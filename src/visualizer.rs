//! Composition of transport, analyzer and scenes.
//!
//! One [`Visualizer::frame`] call per display frame:
//! 1. apply element events and timers (transport)
//! 2. follow play/pause edges (analyzer lifecycle)
//! 3. sample one spectrum snapshot
//! 4. plan the active scene's layers

use std::time::Instant;

use tracing::debug;

use crate::audio::{
    AudioStats, MediaElement, PlaybackSignal, SpectralAnalyzer, Track, Transport, TransportState,
};
use crate::params::VisualizerConfig;
use crate::scene::{FramePlan, Mood, SceneDirector, Theme, Viewport};

pub struct Visualizer<E: MediaElement> {
    transport: Transport<E>,
    analyzer: SpectralAnalyzer,
    director: SceneDirector,
    last_stats: Option<AudioStats>,
}

impl<E: MediaElement> Visualizer<E> {
    pub fn new(element: E, config: &VisualizerConfig, theme: Theme, mood: Mood) -> Self {
        Self {
            transport: Transport::new(element, config.transport.clone()),
            analyzer: SpectralAnalyzer::new(config.analysis.clone()),
            director: SceneDirector::new(&config.scenes, theme, mood),
            last_stats: None,
        }
    }

    /// Advance one display frame
    pub fn frame(&mut self, now: Instant, time_s: f32, viewport: Viewport) -> FramePlan {
        for signal in self.transport.poll(now) {
            match signal {
                PlaybackSignal::Started => self.analyzer.on_play(self.transport.element_mut()),
                PlaybackSignal::Stopped => self.analyzer.on_pause(),
            }
        }

        self.last_stats = self.analyzer.sample();
        self.director
            .plan(time_s, self.last_stats.as_ref(), viewport)
    }

    /// Swap the mounted scene; playback and analysis are untouched
    pub fn set_theme(&mut self, theme: Theme) {
        if theme != self.director.theme() {
            debug!(%theme, "theme selected");
        }
        self.director.set_theme(theme);
    }

    pub fn set_mood(&mut self, mood: Mood) {
        self.director.set_mood(mood);
    }

    pub fn cycle_mood(&mut self) {
        let mood = self.director.mood().next();
        debug!(%mood, "mood selected");
        self.director.set_mood(mood);
    }

    pub fn set_tracks(&mut self, tracks: Vec<Track>) {
        self.transport.set_tracks(tracks);
    }

    /// Stop sampling before the host goes away
    pub fn shutdown(&mut self) {
        self.analyzer.detach_sampling();
    }

    pub fn state(&self) -> &TransportState {
        self.transport.state()
    }

    /// Stats of the last frame (`None` while paused or without analysis)
    pub fn last_stats(&self) -> Option<&AudioStats> {
        self.last_stats.as_ref()
    }

    pub fn theme(&self) -> Theme {
        self.director.theme()
    }

    pub fn mood(&self) -> Mood {
        self.director.mood()
    }

    pub fn transport(&self) -> &Transport<E> {
        &self.transport
    }

    pub fn transport_mut(&mut self) -> &mut Transport<E> {
        &mut self.transport
    }

    pub fn analyzer(&self) -> &SpectralAnalyzer {
        &self.analyzer
    }

    pub fn director(&self) -> &SceneDirector {
        &self.director
    }
}
//! Installer ISO acquisition
//!
//! The ISO is cached by path: when the file already exists no transfer of
//! any kind is attempted. Downloads land in a temporary file next to the
//! target and are renamed into place only on success, so an interrupted
//! transfer never poisons the cache.

use std::io::Read;

use camino::Utf8Path;
use color_eyre::eyre::{eyre, Context};
use color_eyre::Result;
use flate2::read::GzDecoder;
use indicatif::{ProgressBar, ProgressStyle};
use tracing::{debug, info};

use crate::config::IsoSource;
use crate::utils::CommandRunExt;

/// Ensure the installer ISO exists locally, fetching it if necessary
///
/// The source is resolved lazily: a cache hit never consults (or requires)
/// any download configuration at all.
pub fn ensure_iso(
    iso_path: &Utf8Path,
    resolve_source: impl FnOnce() -> Result<Option<IsoSource>>,
) -> Result<()> {
    if iso_path.exists() {
        info!("ISO found at {iso_path}");
        return Ok(());
    }

    if let Some(parent) = iso_path.parent() {
        if !parent.as_str().is_empty() {
            std::fs::create_dir_all(parent)
                .wrap_err_with(|| format!("Creating download directory {parent}"))?;
        }
    }

    match resolve_source()? {
        Some(IsoSource::Http { url }) => fetch_http(&url, iso_path),
        Some(IsoSource::Sftp {
            host,
            port,
            remote_path,
            user,
            password,
        }) => fetch_sftp(&host, port, &remote_path, &user, &password, iso_path),
        None => Err(eyre!(
            "ISO missing at {iso_path} and neither RHEL_ISO_URL nor SFTP config provided"
        )),
    }
}

fn download_progress_bar(size: Option<u64>) -> ProgressBar {
    match size {
        Some(size) => {
            let pb = ProgressBar::new(size);
            pb.set_style(
                ProgressStyle::with_template(
                    "{spinner:.green} [{elapsed_precise}] [{wide_bar:.cyan/blue}] {bytes}/{total_bytes})",
                )
                .unwrap()
                .progress_chars("#>-"),
            );
            pb
        }
        None => ProgressBar::new_spinner(),
    }
}

fn fetch_http(url: &str, target: &Utf8Path) -> Result<()> {
    info!("Downloading ISO from {url} ...");
    let resp = reqwest::blocking::get(url)
        .and_then(|v| v.error_for_status())
        .wrap_err_with(|| format!("Fetching {url}"))?;
    let size = resp.content_length();
    debug!("Content length: {size:?}");

    let parent = target.parent().unwrap_or(Utf8Path::new("."));
    let mut tmp = tempfile::NamedTempFile::new_in(parent)
        .wrap_err("Creating temporary download file")?;

    let pb = download_progress_bar(size);
    let mut reader = pb.wrap_read(resp);
    if is_gzipped(url) {
        // Stream-decompress; the cache only ever holds the raw image
        let mut decoder = GzDecoder::new(reader);
        std::io::copy(&mut decoder, &mut tmp).wrap_err("Downloading and decompressing ISO")?;
    } else {
        std::io::copy(&mut reader, &mut tmp).wrap_err("Downloading ISO")?;
    }
    pb.finish_and_clear();

    tmp.persist(target)
        .wrap_err_with(|| format!("Persisting download to {target}"))?;
    info!("Download complete.");
    Ok(())
}

fn fetch_sftp(
    host: &str,
    port: u16,
    remote_path: &str,
    user: &str,
    password: &str,
    target: &Utf8Path,
) -> Result<()> {
    info!("Using SFTP for download...");
    info!("Connecting to {user}@{host}:{port}...");

    let parent = target.parent().unwrap_or(Utf8Path::new("."));
    let tmp = tempfile::NamedTempFile::new_in(parent)
        .wrap_err("Creating temporary download file")?;
    let tmp_path = tmp.path().to_path_buf();

    // The system scp client does the transfer; password auth goes through
    // sshpass as everywhere else in this tool.
    std::process::Command::new("sshpass")
        .args(["-p", password, "scp"])
        .args(["-P", &port.to_string()])
        .args(["-o", "StrictHostKeyChecking=no"])
        .args(["-o", "UserKnownHostsFile=/dev/null"])
        .arg(format!("{user}@{host}:{remote_path}"))
        .arg(&tmp_path)
        .run_checked()
        .wrap_err_with(|| format!("scp of {remote_path} from {host}"))?;

    if is_gzipped(remote_path) {
        info!("Decompressing into {target}...");
        let compressed =
            std::fs::File::open(&tmp_path).wrap_err("Opening downloaded archive")?;
        let mut decoder = GzDecoder::new(compressed);
        let mut out = std::fs::File::create(target)
            .wrap_err_with(|| format!("Creating {target}"))?;
        if let Err(e) = std::io::copy(&mut decoder, &mut out) {
            // Don't leave a truncated image behind for the next run to trust
            let _ = std::fs::remove_file(target);
            return Err(e).wrap_err("Decompressing ISO");
        }
        info!("Decompression complete.");
    } else {
        tmp.persist(target)
            .wrap_err_with(|| format!("Persisting download to {target}"))?;
    }
    info!("Download complete.");
    Ok(())
}

fn is_gzipped(path: &str) -> bool {
    path.ends_with(".gz")
}

/// Sanity check used by the fetch step before anything else runs
pub fn verify_readable(iso_path: &Utf8Path) -> Result<u64> {
    let mut f = std::fs::File::open(iso_path)
        .wrap_err_with(|| format!("Opening {iso_path}"))?;
    let len = f.metadata().wrap_err("Reading ISO metadata")?.len();
    if len == 0 {
        return Err(eyre!("ISO at {iso_path} is empty"));
    }
    // Read a little to catch permission or media errors early
    let mut probe = [0u8; 512];
    f.read_exact(&mut probe)
        .wrap_err_with(|| format!("Reading {iso_path}"))?;
    Ok(len)
}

▶ Task prompt
From the entries above, list each line with "MediaElement" in it.

▶ Answer box
    AudioStats, MediaElement, PlaybackSignal, SpectralAnalyzer, Track, Transport, TransportState,
pub struct Visualizer<E: MediaElement> {
impl<E: MediaElement> Visualizer<E> {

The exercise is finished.